[Dataset entries]
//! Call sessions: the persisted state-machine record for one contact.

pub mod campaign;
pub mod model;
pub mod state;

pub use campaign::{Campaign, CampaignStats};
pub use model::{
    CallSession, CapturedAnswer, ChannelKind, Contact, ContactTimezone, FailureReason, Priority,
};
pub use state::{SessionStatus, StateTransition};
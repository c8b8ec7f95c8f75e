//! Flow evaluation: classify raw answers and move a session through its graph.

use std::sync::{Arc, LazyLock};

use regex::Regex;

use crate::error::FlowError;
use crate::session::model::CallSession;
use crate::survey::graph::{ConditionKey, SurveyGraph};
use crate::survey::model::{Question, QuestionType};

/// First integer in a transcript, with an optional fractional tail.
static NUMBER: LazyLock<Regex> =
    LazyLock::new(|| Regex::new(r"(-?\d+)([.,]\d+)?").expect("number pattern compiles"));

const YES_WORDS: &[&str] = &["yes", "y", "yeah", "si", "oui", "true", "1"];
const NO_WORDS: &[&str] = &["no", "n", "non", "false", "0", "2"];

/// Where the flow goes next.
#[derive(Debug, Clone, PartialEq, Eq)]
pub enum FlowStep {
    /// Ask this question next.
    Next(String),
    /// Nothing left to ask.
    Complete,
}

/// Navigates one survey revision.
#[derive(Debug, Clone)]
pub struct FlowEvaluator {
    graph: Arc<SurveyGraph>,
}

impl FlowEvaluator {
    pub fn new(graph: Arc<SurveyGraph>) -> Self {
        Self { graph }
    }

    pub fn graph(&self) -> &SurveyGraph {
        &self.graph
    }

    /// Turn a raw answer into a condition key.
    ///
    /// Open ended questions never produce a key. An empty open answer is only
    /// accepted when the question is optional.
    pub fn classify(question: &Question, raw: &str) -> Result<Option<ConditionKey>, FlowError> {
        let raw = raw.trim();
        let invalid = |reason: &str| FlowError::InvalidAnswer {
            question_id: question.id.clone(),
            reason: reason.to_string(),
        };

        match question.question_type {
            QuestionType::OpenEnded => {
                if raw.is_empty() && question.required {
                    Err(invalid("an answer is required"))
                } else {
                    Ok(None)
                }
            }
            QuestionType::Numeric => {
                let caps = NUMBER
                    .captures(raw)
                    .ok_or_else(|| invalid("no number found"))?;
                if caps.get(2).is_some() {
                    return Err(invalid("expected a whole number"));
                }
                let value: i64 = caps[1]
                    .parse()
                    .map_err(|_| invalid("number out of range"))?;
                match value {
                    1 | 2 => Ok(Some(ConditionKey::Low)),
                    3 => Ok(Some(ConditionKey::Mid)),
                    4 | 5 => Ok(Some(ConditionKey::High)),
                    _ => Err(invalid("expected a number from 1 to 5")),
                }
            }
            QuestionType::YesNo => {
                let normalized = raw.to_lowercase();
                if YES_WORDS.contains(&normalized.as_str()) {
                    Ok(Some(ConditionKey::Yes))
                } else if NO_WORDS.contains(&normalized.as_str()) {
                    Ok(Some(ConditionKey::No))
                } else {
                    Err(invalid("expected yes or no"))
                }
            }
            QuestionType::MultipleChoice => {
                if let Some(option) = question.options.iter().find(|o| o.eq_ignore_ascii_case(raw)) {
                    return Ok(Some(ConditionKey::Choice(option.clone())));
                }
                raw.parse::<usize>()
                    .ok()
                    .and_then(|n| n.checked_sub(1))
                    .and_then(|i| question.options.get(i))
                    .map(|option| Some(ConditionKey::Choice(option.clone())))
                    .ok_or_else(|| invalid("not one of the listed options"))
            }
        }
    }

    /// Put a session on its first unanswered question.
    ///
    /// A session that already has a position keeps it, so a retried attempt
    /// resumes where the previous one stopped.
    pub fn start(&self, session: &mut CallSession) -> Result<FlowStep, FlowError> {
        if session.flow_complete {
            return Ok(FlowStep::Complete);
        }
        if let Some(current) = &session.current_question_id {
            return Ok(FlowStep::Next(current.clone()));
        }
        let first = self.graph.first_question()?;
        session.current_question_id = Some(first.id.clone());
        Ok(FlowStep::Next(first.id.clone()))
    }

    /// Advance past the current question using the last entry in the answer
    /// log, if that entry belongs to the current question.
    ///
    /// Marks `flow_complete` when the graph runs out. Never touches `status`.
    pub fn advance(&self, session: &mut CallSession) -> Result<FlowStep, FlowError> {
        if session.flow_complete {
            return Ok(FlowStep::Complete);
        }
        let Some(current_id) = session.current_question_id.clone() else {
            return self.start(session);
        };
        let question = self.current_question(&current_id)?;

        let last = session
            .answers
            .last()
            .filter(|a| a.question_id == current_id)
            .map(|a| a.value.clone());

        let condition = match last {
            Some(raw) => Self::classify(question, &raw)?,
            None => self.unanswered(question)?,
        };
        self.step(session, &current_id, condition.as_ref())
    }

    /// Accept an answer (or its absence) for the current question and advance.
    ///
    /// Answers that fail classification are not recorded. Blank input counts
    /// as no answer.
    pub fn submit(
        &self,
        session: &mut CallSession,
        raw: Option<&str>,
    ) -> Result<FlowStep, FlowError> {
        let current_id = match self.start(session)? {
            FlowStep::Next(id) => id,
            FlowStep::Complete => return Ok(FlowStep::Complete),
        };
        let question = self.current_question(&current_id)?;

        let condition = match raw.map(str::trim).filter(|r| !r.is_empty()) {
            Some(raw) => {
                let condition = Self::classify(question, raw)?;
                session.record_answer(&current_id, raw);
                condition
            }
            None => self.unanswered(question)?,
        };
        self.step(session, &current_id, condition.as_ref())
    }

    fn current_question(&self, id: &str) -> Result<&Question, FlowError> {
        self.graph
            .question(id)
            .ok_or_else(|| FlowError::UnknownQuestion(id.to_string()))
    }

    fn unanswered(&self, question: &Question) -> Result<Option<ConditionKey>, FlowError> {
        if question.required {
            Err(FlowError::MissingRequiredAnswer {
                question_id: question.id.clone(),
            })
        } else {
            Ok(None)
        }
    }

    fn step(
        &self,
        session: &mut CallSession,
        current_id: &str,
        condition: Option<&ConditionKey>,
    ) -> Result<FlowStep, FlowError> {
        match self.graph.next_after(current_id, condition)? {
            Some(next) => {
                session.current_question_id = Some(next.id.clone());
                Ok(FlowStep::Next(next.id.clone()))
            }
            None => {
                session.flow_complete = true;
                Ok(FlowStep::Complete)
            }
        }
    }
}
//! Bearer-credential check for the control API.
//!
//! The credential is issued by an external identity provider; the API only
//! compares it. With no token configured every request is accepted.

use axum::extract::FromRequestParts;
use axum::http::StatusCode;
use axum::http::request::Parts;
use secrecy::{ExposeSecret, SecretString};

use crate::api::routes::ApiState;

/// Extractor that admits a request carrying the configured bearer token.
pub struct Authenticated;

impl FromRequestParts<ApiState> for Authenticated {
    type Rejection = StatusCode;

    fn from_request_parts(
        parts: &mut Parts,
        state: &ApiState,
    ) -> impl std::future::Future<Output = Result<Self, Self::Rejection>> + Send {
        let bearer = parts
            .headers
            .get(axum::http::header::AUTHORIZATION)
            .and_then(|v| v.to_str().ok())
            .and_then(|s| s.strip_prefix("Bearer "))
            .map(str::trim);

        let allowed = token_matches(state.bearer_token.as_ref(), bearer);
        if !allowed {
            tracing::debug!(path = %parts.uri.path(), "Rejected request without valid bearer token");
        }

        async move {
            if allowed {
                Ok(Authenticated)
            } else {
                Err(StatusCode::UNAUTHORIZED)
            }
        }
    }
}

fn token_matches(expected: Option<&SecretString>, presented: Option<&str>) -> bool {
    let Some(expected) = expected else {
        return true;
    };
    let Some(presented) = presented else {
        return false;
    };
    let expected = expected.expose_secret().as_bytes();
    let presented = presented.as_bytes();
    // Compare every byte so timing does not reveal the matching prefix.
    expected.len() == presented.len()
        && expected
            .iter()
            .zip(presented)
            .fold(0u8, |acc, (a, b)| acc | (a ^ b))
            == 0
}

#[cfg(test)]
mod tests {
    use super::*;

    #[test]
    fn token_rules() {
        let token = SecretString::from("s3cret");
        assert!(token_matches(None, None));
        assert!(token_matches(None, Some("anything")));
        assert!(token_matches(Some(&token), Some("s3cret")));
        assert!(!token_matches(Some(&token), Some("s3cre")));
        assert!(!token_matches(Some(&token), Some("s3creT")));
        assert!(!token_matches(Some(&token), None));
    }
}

# ASSIGNMENT:
Gather all lines of the records that include the word "return".

# ANSWER:
                    return Err(invalid("expected a whole number"));
                    return Ok(Some(ConditionKey::Choice(option.clone())));
            return Ok(FlowStep::Complete);
            return Ok(FlowStep::Next(current.clone()));
            return Ok(FlowStep::Complete);
            return self.start(session);
            FlowStep::Complete => return Ok(FlowStep::Complete),
        return true;
        return false;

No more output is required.